Published July 22, 2012, 04:00 AM

ALWAYS IN SEASON: Swallows fill up the mid-summer sky

Swallows have taken over the sky at our place west of Gilby, N.D., and one evening last week, there was an aerial encounter.

By: Mike Jacobs, Grand Forks Herald

Swallows have taken over the sky at our place west of Gilby, N.D., and one evening last week, there was an aerial encounter. A northern harrier drifted across the meadow behind our house, and the swallows attacked.

They were not alone in their aggression. Several blackbirds and an eastern kingbird joined the sortie.

The harrier is a kind of raptor, once known as “marsh hawk.” It’s probably the most common hawk in the open grasslands of Grand Forks County.

The swallows were not the forward attack force. The kingbird took this position, practically riding on the harrier’s neck.

Swallows were by far the most numerous of the flock pursuing the harrier, however. They darted around the hapless harrier, forcing it to bank sharply to one side or the other, an exaggerated version of its usual rocking flight pattern.

Despite the harassment, the harrier was a persistent bird. It had strong reason for its interest in the meadow. There is good hunting there, judging by the number of jumping mice and meadow voles that the cat brings home.

It’s unlikely that the swallows or any of the other birds were in any real danger. Harriers are not aerial hunters. They typically take prey on the ground, by dropping onto it and seizing it in their talons.

There are bird-hunting hawks, however, and the attack on the harrier may have been a survival behavior. But maybe not. Perhaps the swallows simply resented the intrusion and undertook to drive the harrier away.

There were two kinds of swallows in the flock, barn swallows and cliff swallows. The barn swallows are residents at our place. There are three nests, one over a little used door that leads to a corner of the deck, another over the garage and the third under the eaves of the od farmhouse.

The swallows behave quite differently toward us.

Those nesting on the garage ignore us pretty much completely.

Those over the deck are less tolerant, scolding us loudly if we approach too closely too close. By now, I’ve learned precisely the borders of their comfort zone.

The third pair attacks if we get too close. Several times I’ve felt a rush of air from the swallows wings as it zoomed over my head.

Clearly, the swallows on the garage know us and our ways. They’ve seen us use the garage door many times each day. Those on the deck are comfortable as long as we respect their privacy. Those on the other house don’t know us as well. We seldom go there unless we need something we’ve stored there – a book or a canning jar, for example.

The garage-door swallows fledged early last week. There are five young. The nest on the deck has a second clutch of eggs. The birds on the old house appear to have left the nest.

The fledgling swallows return to the garage-door nest each night. It’s comical to see five full-grown birds crowd into a small space. The adults roost on the ledge above the door. The deck nesters are brooding, of course; the male sticks close to the nest, sitting above it an perhaps a yard away.

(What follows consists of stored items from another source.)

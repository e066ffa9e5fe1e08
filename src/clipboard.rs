/*!
 * Clipboard support for dirclip
 *
 * Provides functionality for copying the report to the system clipboard
 * with automatic detection of available clipboard mechanisms.
 */

use std::env;
use std::io::{self, Write};
use std::process::{Command, Stdio};
use std::sync::OnceLock;

use thiserror::Error;
use tracing::debug;

/// Error type for clipboard operations
#[derive(Error, Debug)]
pub enum ClipboardError {
    /// Failed to execute the command
    #[error("Command failed: {0}")]
    CommandFailed(String),

    /// The native clipboard could not be opened or written
    #[error("Native clipboard failed: {0}")]
    Native(#[from] arboard::Error),

    /// No suitable clipboard mechanism was found
    #[error("No suitable clipboard mechanism found")]
    NoClipboardFound,

    /// IO error
    #[error("IO error: {0}")]
    Io(#[from] io::Error),
}

/// Result type for clipboard operations
pub type Result<T> = std::result::Result<T, ClipboardError>;

/// Trait for clipboard operations
pub trait Clipboard {
    /// Copy text to the clipboard
    fn copy_to_clipboard(&self, text: &str) -> Result<()>;
}

/// Available clipboard providers
#[derive(Debug, Clone, Copy, PartialEq, Eq)]
pub enum ClipboardProvider {
    /// In-process clipboard access through arboard
    Native,
    /// X11 clipboard with xclip
    Xclip,
    /// X11 clipboard with xsel
    Xsel,
    /// Wayland clipboard
    Wayland,
    /// macOS clipboard
    MacOS,
    /// Windows clipboard (via WSL)
    Wsl,
    /// Termux clipboard
    Termux,
}

impl Clipboard for ClipboardProvider {
    fn copy_to_clipboard(&self, text: &str) -> Result<()> {
        let (cmd, args) = match self {
            Self::Native => {
                let mut clipboard = arboard::Clipboard::new()?;
                clipboard.set_text(text.to_owned())?;
                return Ok(());
            }
            Self::Xclip => ("xclip", vec!["-selection", "clipboard", "-in"]),
            Self::Xsel => ("xsel", vec!["-b", "-i"]),
            Self::Wayland => ("wl-copy", vec![]),
            Self::MacOS => ("pbcopy", vec![]),
            Self::Wsl => ("clip.exe", vec![]),
            Self::Termux => ("termux-clipboard-set", vec![]),
        };

        execute_clipboard_command(cmd, &args, text)
    }
}

/// The operating system clipboard
///
/// Tries each detected provider in order and stops at the first one that
/// accepts the text.
#[derive(Debug, Clone)]
pub struct SystemClipboard {
    providers: Vec<ClipboardProvider>,
}

impl SystemClipboard {
    /// Detect the providers usable on this system
    pub fn detect() -> Self {
        Self::with_providers(determine_clipboard_providers())
    }

    /// Use an explicit provider order
    pub fn with_providers(providers: Vec<ClipboardProvider>) -> Self {
        Self { providers }
    }

    /// Providers that will be tried, in order
    pub fn providers(&self) -> &[ClipboardProvider] {
        &self.providers
    }
}

impl Default for SystemClipboard {
    fn default() -> Self {
        Self::detect()
    }
}

impl Clipboard for SystemClipboard {
    fn copy_to_clipboard(&self, text: &str) -> Result<()> {
        let mut last_error = None;

        for provider in &self.providers {
            match provider.copy_to_clipboard(text) {
                Ok(()) => {
                    debug!("Copied {} bytes with {:?}", text.len(), provider);
                    return Ok(());
                }
                Err(e) => {
                    debug!("Clipboard provider {:?} failed: {}", provider, e);
                    last_error = Some(e);
                }
            }
        }

        Err(last_error.unwrap_or(ClipboardError::NoClipboardFound))
    }
}

//--------------------------------------------------------------------
// Public API
//--------------------------------------------------------------------

/// Copy text to the system clipboard
///
/// # Examples
/// ```no_run
/// use dirclip::clipboard::copy_to_clipboard;
///
/// if let Err(e) = copy_to_clipboard("Hello, clipboard!") {
///     eprintln!("Failed to copy to clipboard: {}", e);
/// }
/// ```
pub fn copy_to_clipboard(text: &str) -> Result<()> {
    SystemClipboard::detect().copy_to_clipboard(text)
}

/// Check if a command exists on the system `PATH`
pub fn command_exists(command: &str) -> bool {
    let Some(paths) = env::var_os("PATH") else {
        return false;
    };

    env::split_paths(&paths).any(|dir| dir.join(command).is_file())
}

//--------------------------------------------------------------------
// Internal Implementation
//--------------------------------------------------------------------

/// Pipe `text` into a clipboard command and wait for it to finish
fn execute_clipboard_command(cmd: &str, args: &[&str], text: &str) -> Result<()> {
    // xclip and xsel fork to keep serving the selection; their output must
    // not hold our stdout open.
    let mut child = Command::new(cmd)
        .args(args)
        .stdin(Stdio::piped())
        .stdout(Stdio::null())
        .stderr(Stdio::null())
        .spawn()
        .map_err(|e| ClipboardError::CommandFailed(format!("Failed to spawn {}: {}", cmd, e)))?;

    {
        let stdin = child.stdin.as_mut().ok_or_else(|| {
            ClipboardError::CommandFailed(format!("Failed to open stdin for {}", cmd))
        })?;

        stdin
            .write_all(text.as_bytes())
            .map_err(|e| ClipboardError::CommandFailed(format!("Failed to write to {}: {}", cmd, e)))?;
    }
    drop(child.stdin.take());

    let status = child.wait()?;

    if status.success() {
        Ok(())
    } else {
        Err(ClipboardError::CommandFailed(format!(
            "{} exited with status: {}",
            cmd, status
        )))
    }
}

/// Platform detection cache
static PLATFORM: OnceLock<&'static str> = OnceLock::new();

/// Determine the platform (cached)
fn get_platform() -> &'static str {
    PLATFORM.get_or_init(|| {
        if cfg!(target_os = "macos") {
            "macos"
        } else if cfg!(target_os = "windows") {
            "windows"
        } else if cfg!(target_os = "linux") {
            if env::var("WSL_DISTRO_NAME").is_ok() {
                "wsl"
            } else {
                "linux"
            }
        } else if cfg!(target_os = "android") {
            "android"
        } else {
            "unknown"
        }
    })
}

/// Determine which clipboard providers to try based on platform
///
/// On Linux the external tools come first: they keep owning the selection
/// after this process exits, while the in-process clipboard does not.
fn determine_clipboard_providers() -> Vec<ClipboardProvider> {
    let mut providers = Vec::with_capacity(4);

    match get_platform() {
        "macos" => {
            providers.push(ClipboardProvider::Native);
            if command_exists("pbcopy") {
                providers.push(ClipboardProvider::MacOS);
            }
        }
        "windows" => providers.push(ClipboardProvider::Native),
        "wsl" => {
            if command_exists("clip.exe") {
                providers.push(ClipboardProvider::Wsl);
            }
            providers.push(ClipboardProvider::Native);
        }
        "linux" => {
            if command_exists("wl-copy") && env::var_os("WAYLAND_DISPLAY").is_some() {
                providers.push(ClipboardProvider::Wayland);
            }
            if command_exists("xsel") {
                providers.push(ClipboardProvider::Xsel);
            }
            if command_exists("xclip") {
                providers.push(ClipboardProvider::Xclip);
            }
            providers.push(ClipboardProvider::Native);
        }
        "android" => {
            if command_exists("termux-clipboard-set") {
                providers.push(ClipboardProvider::Termux);
            }
        }
        _ => providers.push(ClipboardProvider::Native),
    }

    providers
}
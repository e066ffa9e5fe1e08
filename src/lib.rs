/*!
 * dirclip - Copy the text contents of a directory tree to the clipboard
 *
 * Every file below a root directory (except inside `node_modules`) becomes a
 * `#### FILE: <name>` block; the blocks are joined into one report and handed
 * to the system clipboard.
 */

pub mod clipboard;
pub mod config;
pub mod error;
pub mod renderer;
pub mod report;
pub mod types;
pub mod utils;
pub mod walker;


use tracing::info;
use tracing_subscriber::EnvFilter;

// Re-export main components for easier access
pub use clipboard::{Clipboard, ClipboardError, SystemClipboard};
pub use config::{Args, Config};
pub use error::{DirClipError, Result};
pub use renderer::{read_text, render_file};
pub use report::{Report, ReportBuilder};
pub use types::{DirectoryVisit, FileReadError, FileRecord};
pub use utils::{format_file_size, is_excluded, EXCLUDED_DIR};
pub use walker::{DirectoryWalker, WalkError};

/// Version of the library
pub const VERSION: &str = env!("CARGO_PKG_VERSION");

/// Line printed to stdout after a successful run
pub const CONFIRMATION: &str = "File names and contents copied to clipboard.";

/// Install the stderr log subscriber
///
/// `RUST_LOG` takes precedence; otherwise only warnings are shown, or this
/// crate's debug output when `verbose` is set.
pub fn init_logging(verbose: bool) {
    let default_filter = if verbose { "warn,dirclip=debug" } else { "warn" };
    let filter =
        EnvFilter::try_from_default_env().unwrap_or_else(|_| EnvFilter::new(default_filter));

    // A subscriber may already be installed (tests, embedding)
    let _ = tracing_subscriber::fmt()
        .with_env_filter(filter)
        .with_writer(std::io::stderr)
        .with_target(false)
        .try_init();
}

/// Collect the configured tree and publish it to `clipboard`
///
/// Returns the report that was published.
pub fn run(config: &Config, clipboard: &dyn Clipboard) -> Result<Report> {
    config.validate()?;

    let report = ReportBuilder::new().build(&config.target_dir)?;
    let rendered = report.render();

    clipboard.copy_to_clipboard(&rendered)?;
    info!(
        "Copied {} to clipboard",
        format_file_size(rendered.len() as u64)
    );

    Ok(report)
}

He does spell the female, covering the eggs when she’s away.

The fledglings from the garage door spend much of their time at the very top of a dead tree near our driveway. Those from the old house roost on the frame of a metal building on our farmstead.

These three groups form a loose colony, and they share the airspace.

Cliff swallows are visitors to this space. They nested here when we first arrived 14 years ago. We took down an outbuilding they’d used, and they haven’t re-established themselves. Every summer, at least some cliff swallows show up. I imagine they are pioneers, looking for appropriate nesting spots.

Or they may be opportunists responding to food supply.

Or they may be socializing.

Swallows are gregarious birds. Cliff swallow colonies sometimes have hundreds of nesting pairs. To my knowledge, the closest cliff swallow colony is more than a mile away, as the swallow flies, so these birds have made a trip once they get to us.

Swallows are strong fliers and great travelers. The swallows of the Red River Valley will migrate to Central and South America.


Jacobs is the publisher of the Herald.